Given records:
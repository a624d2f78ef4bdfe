//! Pagination.
//!
//! Paged routes return a `pager` block alongside each slice of `results`.
//! [`fetch_all`] walks every page in order and concatenates the results.

use std::future::Future;

use serde_json::Value;
use tracing::debug;

use super::error::ClientError;
use crate::types::Page;

/// Fetches every page and merges the results in page order.
///
/// `fetch_page` is called with page numbers starting at 1. The page count is
/// recomputed from each response's pager, and fetching stops once the next
/// page number exceeds it. The first page is always fetched, even when it
/// reports zero pages.
///
/// # Errors
///
/// Returns the first error produced by `fetch_page`.
pub async fn fetch_all<F, Fut>(mut fetch_page: F) -> Result<Vec<Value>, ClientError>
where
    F: FnMut(u32) -> Fut,
    Fut: Future<Output = Result<Page, ClientError>>,
{
    let mut merged = Vec::new();
    let mut page: u32 = 1;

    loop {
        let Page { pager, results } = fetch_page(page).await?;
        let total_pages = pager.total_pages();

        debug!(
            page,
            total_pages,
            records = results.len(),
            "fetched page"
        );

        merged.extend(results);

        match next_page(page, total_pages) {
            Some(next) => page = next,
            None => break,
        }
    }

    Ok(merged)
}

/// Returns the page after `page`, or `None` once `total_pages` is reached or
/// page numbers run out.
fn next_page(page: u32, total_pages: i64) -> Option<u32> {
    let next = page.checked_add(1)?;
    (i64::from(next) <= total_pages).then_some(next)
}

Task description: Quote the listing word for word from its first line through the line in which "use tracing::debug;" appears.

Response for this exercise:
repository a624d2f78ef4bdfe
//! Pagination.
//!
//! Paged routes return a `pager` block alongside each slice of `results`.
//! [`fetch_all`] walks every page in order and concatenates the results.

use std::future::Future;

use serde_json::Value;
use tracing::debug;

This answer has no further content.